第三十二話 ブラックボックスの検閲
静まり返った隠れ家に、革靴の硬い音が規則正しく響いた。
エドワードたちが狼狽して道を開ける中、漆黒の法衣を纏った男がゆっくりと足を踏み入れる。銀縁の眼鏡の奥で、感情の欠落した瞳が、室内に散乱した魔導具の残骸と、マナたちが守る「黒い箱」をスキャンするように見つめた。
「……素晴らしい。術式の『周期』を読み取り、その最小単位で干渉するとは。それはもはや魔法というより、外科手術、あるいは精密な解体作業だ」
男の声は、驚くほど平坦で、それゆえに抗いがたい圧迫感を持っていた。
「ゼノス・グレアム……! なぜ、評議会の調査官がこんな場所に!」
エドワードが顔を青くして叫ぶ。先ほどまでの傲慢さは霧散し、そこにあるのは、上位の権力に対する本能的な恐怖だった。
「騒がしいですよ、エドワード君。君の『芸術』が論理的に解体されるログは、すべて記録させてもらいました。ブランシュ家の次期当主としては、いささかお粗末なセキュリティホール(隙)でしたね」
ゼノスと呼ばれた男は、マナの前に立った。彼はマナの小さな手と、机の上の『ロジック・グリモワール』を交互に眺め、微かに口角を上げた。
「マナ・ナツイ。君がこの『計算機』の設計者か。君たちがここでやっていることは、既存の魔法秩序に対する明白な脆弱性攻撃だ。

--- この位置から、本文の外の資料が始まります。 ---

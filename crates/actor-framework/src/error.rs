//! # Framework Errors
//!
//! Common error types shared by every actor and client built on this crate.

/// Errors that can occur within the actor framework itself.
#[derive(Debug, thiserror::Error)]
pub enum FrameworkError {
    #[error("Actor closed")]
    ActorClosed,
    #[error("Actor dropped response channel")]
    ActorDropped,
    #[error("Item not found: {0}")]
    NotFound(String),
    #[error("Entity error: {0}")]
    EntityError(Box<dyn std::error::Error + Send + Sync>),
}

impl FrameworkError {
    /// Returns the entity error if this wraps one of type `E`.
    ///
    /// Clients use this to hand callers their own typed error back instead of a string.
    pub fn entity_error<E: std::error::Error + 'static>(&self) -> Option<&E> {
        match self {
            FrameworkError::EntityError(inner) => inner.downcast_ref::<E>(),
            _ => None,
        }
    }
}
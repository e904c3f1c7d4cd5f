//! Error types for the record codec.

use thiserror::Error;

use crate::model::ArticleId;

/// Why a single line of a catalog file was rejected.
///
/// Every variant carries the offending line, so the message can be shown to the user as is.
#[derive(Debug, Clone, Error, PartialEq, Eq)]
pub enum CodecError {
    #[error("Missing fields in line: {0}")]
    MissingFields(String),

    #[error("Too many fields in line: {0}")]
    TooManyFields(String),

    #[error("Unknown class: {0}")]
    UnknownClass(String),

    #[error("Incorrect number format in line: {0}")]
    NumberFormat(String),

    #[error("Duplicate article ID {id} in line: {line}")]
    DuplicateId { id: ArticleId, line: String },
}
//! Type-safe wrappers around [`ResourceClient`](actor_framework::ResourceClient).

pub mod catalog_client;

pub use catalog_client::*;
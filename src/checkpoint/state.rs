//! Checkpoint store: durable step progress per run.
//!
//! Epistemic foundation:
//! - K_i: A step is `done` iff every one of its units is durably terminal
//! - K_i: Cursor updates are single-statement, never read-modify-write
//! - B_i: A checkpoint may not exist yet → Option
//! - I^B: `running` found at startup → previous attempt crashed mid-step

use super::database::{Database, from_db_time_opt, now_db, parse_column};
use crate::models::{
    Cursor, HarvestError, Result, RunId, StepCheckpoint, StepStatus, UnitOutcome,
};
use rusqlite::{Connection, OptionalExtension, params};
use serde::Serialize;
use std::collections::{HashMap, HashSet};
use std::sync::Arc;
use tracing::{debug, info};

const CHECKPOINT_COLUMNS: &str =
    "run_id, step, name, status, cursor, rows_processed, started_at, finished_at, last_error";

/// Per-outcome unit counts of one step.
#[derive(Debug, Clone, Copy, Default, PartialEq, Eq, Serialize)]
pub struct UnitCounts {
    pub pending: u64,
    pub soft_failure: u64,
    pub success: u64,
    pub hard_failure: u64,
}

impl UnitCounts {
    /// Units not yet terminal.
    pub fn outstanding(&self) -> u64 {
        self.pending + self.soft_failure
    }
}

/// Durable record of step progress, keyed by (run, step).
#[derive(Clone)]
pub struct CheckpointStore {
    db: Arc<Database>,
}
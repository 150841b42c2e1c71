//! Error types for harvester.
//!
//! Epistemic taxonomy:
//! - B_i falsified: Expected rejections (conflicting run, API misuse)
//! - I^B materialized: Infrastructure failures (database, filesystem)
//! - K_i violated: Internal invariant violations (bugs)
//!
//! Unit-level failures are deliberately absent: they are outcomes recorded
//! by the worker pool (see [`UnitError`](super::UnitError)), never errors
//! that cross the pool boundary.

use super::RunId;
use thiserror::Error;

/// Top-level error type for harvester.
#[derive(Debug, Error)]
pub enum HarvestError {
    // ═══════════════════════════════════════════════════════════════════
    // B_i FALSIFIED — Belief proven wrong (expected failures)
    // ═══════════════════════════════════════════════════════════════════

    #[error("Configuration error: {0}")]
    Config(#[from] super::ConfigError),

    #[error("Run conflict: job type '{job_type}' already has active run {active_run}")]
    Conflict { job_type: String, active_run: RunId },

    #[error("Run lease lost: run {run_id} no longer holds job type '{job_type}'")]
    LeaseLost { job_type: String, run_id: RunId },

    #[error("Precondition violated: {0}")]
    Precondition(String),

    #[error("Run not found: {0}")]
    RunNotFound(RunId),

    #[error("Resource not found: {0}")]
    ResourceNotFound(String),

    #[error("Resource limit reached: {live} live sessions (max {max})")]
    ResourceExhausted { live: usize, max: usize },

    #[error("Step {step} ({name}) failed: {reason}")]
    StepFailure {
        step: u32,
        name: String,
        reason: String,
    },

    #[error("Unit source error: {0}")]
    Source(#[source] anyhow::Error),

    // ═══════════════════════════════════════════════════════════════════
    // I^B MATERIALIZED — Bounded ignorance became known-bad
    // ═══════════════════════════════════════════════════════════════════

    #[error("Database error: {0}")]
    Database(#[from] rusqlite::Error),

    #[error("Serialization error: {0}")]
    Serialization(#[from] serde_json::Error),

    #[error("IO error: {context}")]
    Io {
        context: String,
        #[source]
        source: std::io::Error,
    },

    // ═══════════════════════════════════════════════════════════════════
    // K_i VIOLATED — Invariant broken (bug, should not happen)
    // ═══════════════════════════════════════════════════════════════════

    #[error("State database lock poisoned")]
    LockPoisoned,

    #[error("Internal error: {0}")]
    Internal(String),
}

impl HarvestError {
    /// Create an IO error with context.
    pub fn io(context: impl Into<String>, source: std::io::Error) -> Self {
        Self::Io {
            context: context.into(),
            source,
        }
    }

    /// Create a precondition error.
    pub fn precondition(message: impl Into<String>) -> Self {
        Self::Precondition(message.into())
    }

    /// Whether this error is a programming error in the caller.
    pub fn is_precondition(&self) -> bool {
        matches!(self, Self::Precondition(_))
    }

    /// Whether this error means another run holds the job type.
    pub fn is_conflict(&self) -> bool {
        matches!(self, Self::Conflict { .. })
    }

    /// Whether this run was superseded and must stop writing.
    pub fn is_lease_lost(&self) -> bool {
        matches!(self, Self::LeaseLost { .. })
    }
}

/// Result type alias for harvester.
pub type Result<T> = std::result::Result<T, HarvestError>;
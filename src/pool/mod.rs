//! Bounded concurrent execution of a step's units.

mod attempt;
mod worker;

pub use attempt::*;
pub use worker::*;
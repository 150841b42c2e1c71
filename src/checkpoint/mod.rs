//! Durable run state for resumable pipeline execution.
//!
//! Provides:
//! - `Database`: SQLite connection shared by all state components
//! - `RunLedger`: Run lifecycle and the single-active-run lease
//! - `CheckpointStore`: Per-step cursor, counters and unit outcomes
//! - `UnitWriter`: Atomic per-unit commits with savepoint isolation

mod database;
mod ledger;
mod state;
mod transaction;

pub use database::Database;
pub(crate) use database::{from_db_time, from_db_time_opt, now_db, parse_column};
pub use ledger::*;
pub use state::{CheckpointStore, UnitCounts};
pub use transaction::*;
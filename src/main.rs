//! harvester CLI - operator surface for resumable collection runs.

use anyhow::{Context, Result};
use clap::{Parser, Subcommand};
use harvester::client::{DetachedSessions, SystemProbe};
use harvester::{CheckpointStore, Config, Database, ResourceTracker, RunLedger};
use std::path::{Path, PathBuf};
use std::sync::Arc;
use tracing::{info, warn};
use tracing_subscriber::{EnvFilter, FmtSubscriber};

#[derive(Parser)]
#[command(name = "harvester")]
#[command(version)]
#[command(about = "Inspect and maintain resumable data collection runs")]
struct Cli {
    #[command(subcommand)]
    command: Commands,

    /// Path to configuration file
    #[arg(short, long, global = true, default_value = "config.toml")]
    config: PathBuf,

    /// Verbose output
    #[arg(short, long, global = true)]
    verbose: bool,
}

#[derive(Subcommand)]
enum Commands {
    /// Show the latest run of a job type with its checkpoints and live sessions
    Status {
        /// Job type name
        #[arg(short, long)]
        job: String,
    },

    /// List recent runs of a job type
    Runs {
        /// Job type name
        #[arg(short, long)]
        job: String,

        /// Maximum number of runs to show
        #[arg(short, long, default_value = "10")]
        limit: usize,
    },

    /// Terminate sessions left behind by dead processes
    Sweep,

    /// Force-release the run lease of a job type
    Unlock {
        /// Job type name
        #[arg(short, long)]
        job: String,
    },

    /// Validate configuration file
    Validate,

    /// Show example configuration
    Example,
}

fn setup_logging(verbose: bool) -> Result<()> {
    let default = if verbose { "debug" } else { "info" };
    let filter = EnvFilter::try_from_default_env().unwrap_or_else(|_| EnvFilter::new(default));
    let subscriber = FmtSubscriber::builder()
        .with_env_filter(filter)
        .with_target(false)
        .with_thread_ids(false)
        .compact()
        .finish();
    tracing::subscriber::set_global_default(subscriber).context("Failed to set subscriber")
}

fn print_example_config() {
    let example = r#"# harvester configuration file

[database]
# SQLite state database (supports ${VAR} expansion)
path = "${HOME}/.local/state/harvester/state.db"

[lease]
ttl_secs = 21600

[pool]
concurrency = 4
max_attempts = 3
backoff_base_ms = 500
backoff_max_ms = 30000
batch_size = 25
progress = true

[breaker]
failure_threshold = 5
window_secs = 60
cooldown_secs = 30
max_pause_secs = 900

[sessions]
max_live = 8

[sessions.profile]
name = "default"
headless = true
args = ["--disable-gpu"]

# Per-job-type overrides
[jobs.registry_listings]
concurrency = 2
max_pause_secs = 1800
"#;
    println!("{example}");
}

fn load_config(path: &Path) -> Result<Config> {
    let config =
        Config::from_file(path).with_context(|| format!("Failed to load config from {path:?}"))?;
    config.validate().context("Invalid configuration")?;
    Ok(config)
}

fn open_database(config: &Config) -> Result<Arc<Database>> {
    let path = config.database.resolved_path();
    let db = Database::open(&path)
        .with_context(|| format!("Failed to open state database {path:?}"))?;
    Ok(Arc::new(db))
}

fn ledger(db: &Arc<Database>, config: &Config) -> RunLedger {
    RunLedger::new(Arc::clone(db), Arc::new(SystemProbe), config.lease.ttl())
}

fn tracker(db: &Arc<Database>, config: &Config) -> ResourceTracker {
    ResourceTracker::new(Arc::clone(db), Arc::new(SystemProbe), config.sessions.max_live)
}

#[tokio::main]
async fn main() -> Result<()> {
    let cli = Cli::parse();
    setup_logging(cli.verbose)?;

    match cli.command {
        Commands::Example => {
            print_example_config();
        }

        Commands::Validate => {
            let config = load_config(&cli.config)?;
            info!("Configuration is valid");
            info!("  Database: {:?}", config.database.resolved_path());
            info!(
                "  Pool: {} workers, {} attempts per unit",
                config.pool.concurrency, config.pool.max_attempts
            );
            info!(
                "  Breaker: opens at {} failures in {}s, max pause {}s",
                config.breaker.failure_threshold,
                config.breaker.window_secs,
                config.breaker.max_pause_secs
            );
            info!("  Job overrides: {}", config.jobs.len());
        }

        Commands::Status { job } => {
            let config = load_config(&cli.config)?;
            let db = open_database(&config)?;
            let ledger = ledger(&db, &config);

            let Some(run) = ledger.latest(&job)? else {
                println!("No runs recorded for job type '{job}'");
                return Ok(());
            };

            println!("\n=== {job} ===");
            println!("Run:      {}", run.id);
            println!("Mode:     {}", run.mode);
            println!("Status:   {}", run.status);
            println!("Created:  {}", run.created_at);
            println!("Updated:  {}", run.updated_at);
            if let Some(reason) = &run.failure_reason {
                println!("Failure:  {reason}");
            }
            if let Some(lease) = ledger.lease(&job)? {
                println!(
                    "Lease:    pid {} until {}",
                    lease.owner_pid, lease.expires_at
                );
            }

            let checkpoints = CheckpointStore::new(Arc::clone(&db)).list(&run.id)?;
            println!("\nSteps:");
            for cp in &checkpoints {
                println!(
                    "  {:>2}. {:<24} {:<8} rows={:<8} cursor={}",
                    cp.step,
                    cp.name,
                    cp.status,
                    cp.rows_processed,
                    serde_json::to_string(&cp.cursor)?
                );
                if let Some(error) = &cp.last_error {
                    println!("      last error: {error}");
                }
            }

            let live = tracker(&db, &config).live(Some(&run.id))?;
            println!("\nLive sessions: {}", live.len());
            for resource in &live {
                println!(
                    "  {} step={} slot={} owner={} session={:?}",
                    resource.id,
                    resource.step,
                    resource.worker_slot,
                    resource.owner_pid,
                    resource.session_pid
                );
            }
        }

        Commands::Runs { job, limit } => {
            let config = load_config(&cli.config)?;
            let db = open_database(&config)?;
            let runs = ledger(&db, &config).list(&job, limit)?;
            if runs.is_empty() {
                println!("No runs recorded for job type '{job}'");
            }
            for run in runs {
                println!(
                    "{}  {:<9} {:<6} {}",
                    run.id, run.status, run.mode, run.created_at
                );
            }
        }

        Commands::Sweep => {
            let config = load_config(&cli.config)?;
            let db = open_database(&config)?;
            let warnings = tracker(&db, &config)
                .sweep(&DetachedSessions)
                .context("Orphan sweep failed")?;
            for warning in &warnings {
                warn!(
                    resource_id = %warning.resource_id,
                    run_id = %warning.run_id,
                    owner_pid = warning.owner_pid,
                    session_terminated = warning.session_terminated,
                    "Orphaned session"
                );
            }
            println!("Swept {} orphaned sessions", warnings.len());
        }

        Commands::Unlock { job } => {
            let config = load_config(&cli.config)?;
            let db = open_database(&config)?;
            if ledger(&db, &config).force_unlock(&job)? {
                println!("Released lease for '{job}'");
            } else {
                println!("No lease held for '{job}'");
            }
        }
    }

    Ok(())
}
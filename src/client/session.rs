//! Automation-session collaborator and process liveness probing.
//!
//! Epistemic foundation:
//! - K_i: The core tracks session lifecycle only, never the session protocol
//! - B_i: A recorded process may have exited since → probe before trusting it
//! - I^B: pid reuse is possible; liveness is a belief, not knowledge

use crate::models::SessionProfile;
use async_trait::async_trait;
use serde::Serialize;
use std::sync::OnceLock;
use uuid::Uuid;

/// Answers whether an operating-system process still exists.
pub trait ProcessProbe: Send + Sync {
    fn is_alive(&self, pid: u32) -> bool;
}

/// Probe backed by the host operating system.
#[derive(Debug, Clone, Copy, Default)]
pub struct SystemProbe;

impl ProcessProbe for SystemProbe {
    #[cfg(unix)]
    fn is_alive(&self, pid: u32) -> bool {
        let Ok(pid) = libc::pid_t::try_from(pid) else {
            return false;
        };
        if pid <= 0 {
            return false;
        }
        // SAFETY: signal 0 performs permission and existence checks only.
        let rc = unsafe { libc::kill(pid, 0) };
        rc == 0 || std::io::Error::last_os_error().raw_os_error() == Some(libc::EPERM)
    }

    #[cfg(not(unix))]
    fn is_alive(&self, _pid: u32) -> bool {
        true
    }
}

/// Identity of an orchestrating process: its pid plus a token minted at startup.
///
/// Pids repeat across restarts (a container entrypoint is pid 1 every time),
/// so rows stamped by a process carry both and are compared on the token.
#[derive(Debug, Clone, PartialEq, Eq, Serialize)]
pub struct ProcessOwner {
    pub pid: u32,
    pub token: String,
}

impl ProcessOwner {
    /// The current process, with one token for its whole lifetime.
    pub fn current() -> Self {
        static CURRENT: OnceLock<ProcessOwner> = OnceLock::new();
        CURRENT
            .get_or_init(|| Self::new(std::process::id()))
            .clone()
    }

    /// A new incarnation of process `pid`.
    pub fn new(pid: u32) -> Self {
        Self {
            pid,
            token: Uuid::new_v4().to_string(),
        }
    }

    /// Whether the process that stamped a row with `pid` and `token` still runs.
    ///
    /// A row carrying our own pid but another token was written by an earlier
    /// process that held this pid, which is necessarily gone.
    pub fn sees_alive(&self, probe: &dyn ProcessProbe, pid: u32, token: &str) -> bool {
        if pid == self.pid {
            token == self.token
        } else {
            probe.is_alive(pid)
        }
    }
}

/// Ask a process to exit. Returns `false` if it no longer exists.
#[cfg(unix)]
pub fn terminate_process(pid: u32) -> anyhow::Result<bool> {
    let pid = libc::pid_t::try_from(pid)?;
    anyhow::ensure!(pid > 0, "refusing to signal pid {pid}");
    // SAFETY: plain kill(2) on a single positive pid.
    let rc = unsafe { libc::kill(pid, libc::SIGTERM) };
    if rc == 0 {
        return Ok(true);
    }
    let err = std::io::Error::last_os_error();
    if err.raw_os_error() == Some(libc::ESRCH) {
        Ok(false)
    } else {
        Err(err.into())
    }
}

#[cfg(not(unix))]
pub fn terminate_process(pid: u32) -> anyhow::Result<bool> {
    anyhow::bail!("terminating pid {pid} is not supported on this platform")
}

/// A live automation session handed to a step.
#[derive(Debug, Clone, PartialEq, Eq, Serialize)]
pub struct Session {
    pub id: String,
    /// Process backing the session, when the provider knows it
    pub pid: Option<u32>,
    /// Provider-defined address (e.g. a debugging websocket)
    pub endpoint: Option<String>,
}

/// Opens and closes automation sessions for workers.
#[async_trait]
pub trait SessionProvider: Send + Sync {
    async fn open(&self, profile: &SessionProfile) -> anyhow::Result<Session>;

    async fn close(&self, session: Session) -> anyhow::Result<()>;

    /// Force-terminate a session process left behind by a dead owner.
    ///
    /// Returns `false` if the process was already gone.
    fn terminate(&self, pid: u32) -> anyhow::Result<bool> {
        terminate_process(pid)
    }
}

/// Provider for processes that only clean up sessions and never open them.
#[derive(Debug, Clone, Copy, Default)]
pub struct DetachedSessions;

#[async_trait]
impl SessionProvider for DetachedSessions {
    async fn open(&self, profile: &SessionProfile) -> anyhow::Result<Session> {
        anyhow::bail!(
            "no session backend attached, cannot open profile '{}'",
            profile.name
        )
    }

    async fn close(&self, _session: Session) -> anyhow::Result<()> {
        Ok(())
    }
}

このデバイスは、評議会で精査させてもらう」
ゼノスが細い指を差し出す。それは「貸せ」という提案ではなく、「没収」という宣告だった。
「マナ、ダメだ! これを渡したら、僕たちのこれまでの努力が……!」
カイトが叫び、デバイスを庇うように抱え込む。レンも恐怖に震えながら、マナの袖を強く引いた。11歳の子供たちにとって、評議会の調査官は、世界のルールそのものを体現する絶対的な存在だ。
だが、マナだけは冷静だった。
彼女は、前世で何度も経験した「社外秘のソースコードを強引に奪おうとする、話の通じない上層部」を思い出していた。力で抗っても無駄だ。ならば、エンジニアらしく「仕様」で返せばいい。
「いいですよ。どうぞ、持っていってください」
マナは、基板がむき出しになった試作機を、あっさりとゼノスに差し出した。
「マナ!?」
「カイト、大丈夫よ。……ゼノスさん。中身を覗くのは自由ですが、一つだけアドバイスを。その中にある『論理』は、今の魔法理論というコンパイラでは解釈できません」
マナは、ゼノスの銀縁眼鏡を真っ直ぐに見つめ返した。
「無理に解析しようとすれば、あなたの知っている『魔法』という概念そのものが、エラーを吐いて壊れるかもしれませんよ? ブラックボックスの中身を知るには、相応の覚悟が必要ですから」
ゼノスは一瞬、眉を動かした。20代後半、評議会きっての秀才として知られる彼が、11歳の少女に「解析不能」と断言されたのだ。
「……面白い。私への宣戦布告と受け取っておこう」
ゼノスがデバイスを法衣の中に収めると、背後の空間が歪み、彼は影に溶けるようにして去っていった。エドワードたちも、毒気を抜かれたように這々の体で逃げ出していく。
静まり返った隠れ家。カイトは床にへたり込み、レンは泣きそうな顔でマナを見た。
「……マナ、どうするの? 私たちの宝物が……」
「泣かないで、レン。ハードウェアは奪われたけど、バックアップは私の頭の中に全部あるわ。それに――」
マナは、部屋の隅で複雑な表情を浮かべていたセイカ・ルシアに向き直った。
「セイカさん。あなたの言った通り、私たちは『禁書庫』の知識が必要になるわ。あいつらがこのデバイスを理解できずに頭を抱えている間に、私たちは次のバージョン――『 Mk-III』の開発を始める。今度は、評議会ですら手出しできないほど、強固な暗号化を施した魔法をね」
マナの瞳には、かつての孤独なエンジニアの影はなかった。
自分を信じる仲間と、最高に厄介なクライアント。そして、倒すべき強大な「旧式システム」が存在する。
「……いいわ。今夜は徹夜よ。ルシア家のリソース、すべて使いなさい」
セイカが不敵に微笑む。
科学と魔法の衝突は、個人の喧嘩から、世界のシステムを揺るがす「戦争」へとアップグレードされた。
マナ・ナツイの、本当の意味でのデバッグが今、始まったのだ。